▸ **Exercise**
Copy each line from the data that has the word "match" in it.

▸ **Study material**
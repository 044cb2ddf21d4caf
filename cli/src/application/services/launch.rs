//! Application service: container launch use-case.
//!
//! Imports only from `crate::domain` and `crate::application::ports`.
//! All I/O is routed through injected port traits.
//!
//! A launch is a small state machine:
//!
//! ```text
//! Init → Resolving → Creating → AwaitingCreate → [ExtractingName] → Starting → AwaitingStart → Done
//! ```
//!
//! Any phase may fail; the failure records the phase and whether the
//! container had already been created. Nothing is retried or rolled back;
//! a container left behind is reported as a warning.

use std::collections::HashMap;

use crate::application::ports::{ClientConnector, ClientError, ProgressReporter, RemoteClient};
use crate::domain::{
    ClientConfig, CreateResponse, ImageSource, LaunchError, LaunchFailure, LaunchOptions,
    LaunchPhase, LaunchRequest, OperationHandle, ProfileSelection, resource,
};

/// Outcome of a successful launch.
#[derive(Debug, Clone, PartialEq, Eq)]
pub struct LaunchOutcome {
    /// Container name, as given or as assigned by the server.
    pub name: String,
    /// Remote the container was created on.
    pub remote: String,
}

/// Launch state, carrying what the next phase needs.
enum State<C> {
    Init,
    Resolving,
    Creating {
        client: C,
        source: ImageSource,
    },
    AwaitingCreate {
        client: C,
        response: CreateResponse,
    },
    ExtractingName {
        client: C,
        resources: Option<HashMap<String, Vec<String>>>,
    },
    Starting {
        client: C,
        name: String,
    },
    AwaitingStart {
        client: C,
        name: String,
        operation: OperationHandle,
    },
    Done {
        name: String,
    },
}

impl<C> State<C> {
    fn phase(&self) -> LaunchPhase {
        match self {
            Self::Init => LaunchPhase::Init,
            Self::Resolving => LaunchPhase::Resolving,
            Self::Creating { .. } => LaunchPhase::Creating,
            Self::AwaitingCreate { .. } => LaunchPhase::AwaitingCreate,
            Self::ExtractingName { .. } => LaunchPhase::ExtractingName,
            Self::Starting { .. } => LaunchPhase::Starting,
            Self::AwaitingStart { .. } => LaunchPhase::AwaitingStart,
            Self::Done { .. } => LaunchPhase::Done,
        }
    }
}

/// Drives one launch from `Init` to `Done`.
struct Launch<'a, K: ClientConnector, R: ProgressReporter> {
    connector: &'a K,
    config: &'a ClientConfig,
    reporter: &'a R,
    request: LaunchRequest,
    ephemeral: bool,
    target: String,
}

/// Create a container from an image and start it.
///
/// Accepts port trait bounds so the caller can inject real or mock
/// implementations. The service never touches any presentation type.
///
/// # Errors
///
/// Returns a [`LaunchFailure`] naming the phase that failed. If the
/// failure came after creation, the container is left on the remote.
pub async fn launch(
    connector: &impl ClientConnector,
    config: &ClientConfig,
    reporter: &impl ProgressReporter,
    opts: LaunchOptions,
) -> Result<LaunchOutcome, LaunchFailure> {
    let LaunchOptions { request, ephemeral } = opts;
    let mut launch = Launch {
        connector,
        config,
        reporter,
        request,
        ephemeral,
        target: String::new(),
    };

    let mut state = State::Init;
    loop {
        let phase = state.phase();
        tracing::debug!(%phase, "launch phase");
        state = match launch.step(state).await {
            Ok(State::Done { name }) => {
                return Ok(LaunchOutcome {
                    name,
                    remote: launch.target,
                });
            }
            Ok(next) => next,
            Err(failure) => {
                tracing::debug!(phase = %failure.phase, error = %failure.error, "launch failed");
                if failure.created {
                    reporter.warn(&left_behind_message(&failure));
                }
                return Err(failure);
            }
        };
    }
}

impl<K: ClientConnector, R: ProgressReporter> Launch<'_, K, R> {
    async fn step(&mut self, state: State<K::Client>) -> Result<State<K::Client>, LaunchFailure> {
        match state {
            State::Init => {
                if self.ephemeral {
                    return Err(LaunchFailure::new(
                        LaunchPhase::Init,
                        LaunchError::EphemeralUnsupported,
                    ));
                }
                Ok(State::Resolving)
            }
            State::Resolving => self
                .resolve()
                .map_err(|e| LaunchFailure::new(LaunchPhase::Resolving, e)),
            State::Creating { client, source } => {
                self.reporter.step("Creating container...");
                let response = dispatch_create(
                    &client,
                    self.request.requested_name(),
                    &source,
                    &self.request.profiles,
                )
                .await
                .map_err(|e| LaunchFailure::new(LaunchPhase::Creating, e))?;
                Ok(State::AwaitingCreate { client, response })
            }
            State::AwaitingCreate { client, response } => {
                wait_for_operation(&client, &response.operation)
                    .await
                    .map_err(|e| LaunchFailure::new(LaunchPhase::AwaitingCreate, e))?;
                self.reporter.success("done");
                match self.request.requested_name() {
                    Some(name) => Ok(State::Starting {
                        client,
                        name: name.to_string(),
                    }),
                    None => Ok(State::ExtractingName {
                        client,
                        resources: response.resources,
                    }),
                }
            }
            State::ExtractingName { client, resources } => {
                let name = resource::container_name(resources.as_ref(), lxd_api::API_VERSION)
                    .map_err(|e| {
                        LaunchFailure::new(LaunchPhase::ExtractingName, e).after_create(None)
                    })?;
                tracing::debug!(%name, "server assigned container name");
                Ok(State::Starting { client, name })
            }
            State::Starting { client, name } => {
                self.reporter.step("Starting container...");
                let operation = dispatch_start(&client, &name).await.map_err(|e| {
                    LaunchFailure::new(LaunchPhase::Starting, e).after_create(Some(&name))
                })?;
                Ok(State::AwaitingStart {
                    client,
                    name,
                    operation,
                })
            }
            State::AwaitingStart {
                client,
                name,
                operation,
            } => {
                wait_for_operation(&client, &operation).await.map_err(|e| {
                    LaunchFailure::new(LaunchPhase::AwaitingStart, e).after_create(Some(&name))
                })?;
                self.reporter.success("done");
                Ok(State::Done { name })
            }
            State::Done { name } => Ok(State::Done { name }),
        }
    }

    /// Resolve both remotes and connect to the destination.
    fn resolve(&mut self) -> Result<State<K::Client>, LaunchError> {
        let target = self.config.resolve(&self.request.destination.remote)?;
        let image_remote = self.config.resolve(&self.request.image.remote)?;

        let server = (image_remote.name != target.name).then(|| image_remote.endpoint.addr.clone());
        let source = ImageSource {
            alias: self.request.image.identifier.clone(),
            server,
        };

        let client = self
            .connector
            .connect(&target)
            .map_err(|e| LaunchError::RemoteError(e.to_string()))?;
        tracing::debug!(remote = %target.name, addr = %target.endpoint.addr, "connected");
        self.target = target.name;
        Ok(State::Creating { client, source })
    }
}

/// Warning for a container that exists on the remote but was never started.
fn left_behind_message(failure: &LaunchFailure) -> String {
    match failure.instance.as_deref() {
        Some(name) => format!(
            "container '{name}' was created but not started; remove it manually if it is not wanted"
        ),
        None => {
            "a container was created but its name could not be determined; remove it manually"
                .to_string()
        }
    }
}

/// Issue the create request, classifying a 404 as a missing image.
async fn dispatch_create(
    client: &impl RemoteClient,
    name: Option<&str>,
    source: &ImageSource,
    profiles: &ProfileSelection,
) -> Result<CreateResponse, LaunchError> {
    client
        .create(name, source, profiles.as_request())
        .await
        .map_err(|e| {
            if e.is_not_found() {
                LaunchError::ImageNotFound
            } else {
                LaunchError::RemoteError(e.to_string())
            }
        })
}

/// Issue the start action for `name`.
async fn dispatch_start(
    client: &impl RemoteClient,
    name: &str,
) -> Result<OperationHandle, LaunchError> {
    client
        .start(name)
        .await
        .map_err(|e| LaunchError::RemoteError(e.to_string()))
}

/// Wait for an operation; shared by the create and start phases.
async fn wait_for_operation(
    client: &impl RemoteClient,
    operation: &OperationHandle,
) -> Result<(), LaunchError> {
    tracing::debug!(%operation, "waiting for operation");
    client
        .wait_for_success(operation)
        .await
        .map_err(|e| match e {
            ClientError::OperationFailed(msg) => LaunchError::OperationFailed(msg),
            other => LaunchError::RemoteError(other.to_string()),
        })
}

▸ **Solution**
        match self {
        state = match launch.step(state).await {
        match state {
                match self.request.requested_name() {
    match failure.instance.as_deref() {
        .map_err(|e| match e {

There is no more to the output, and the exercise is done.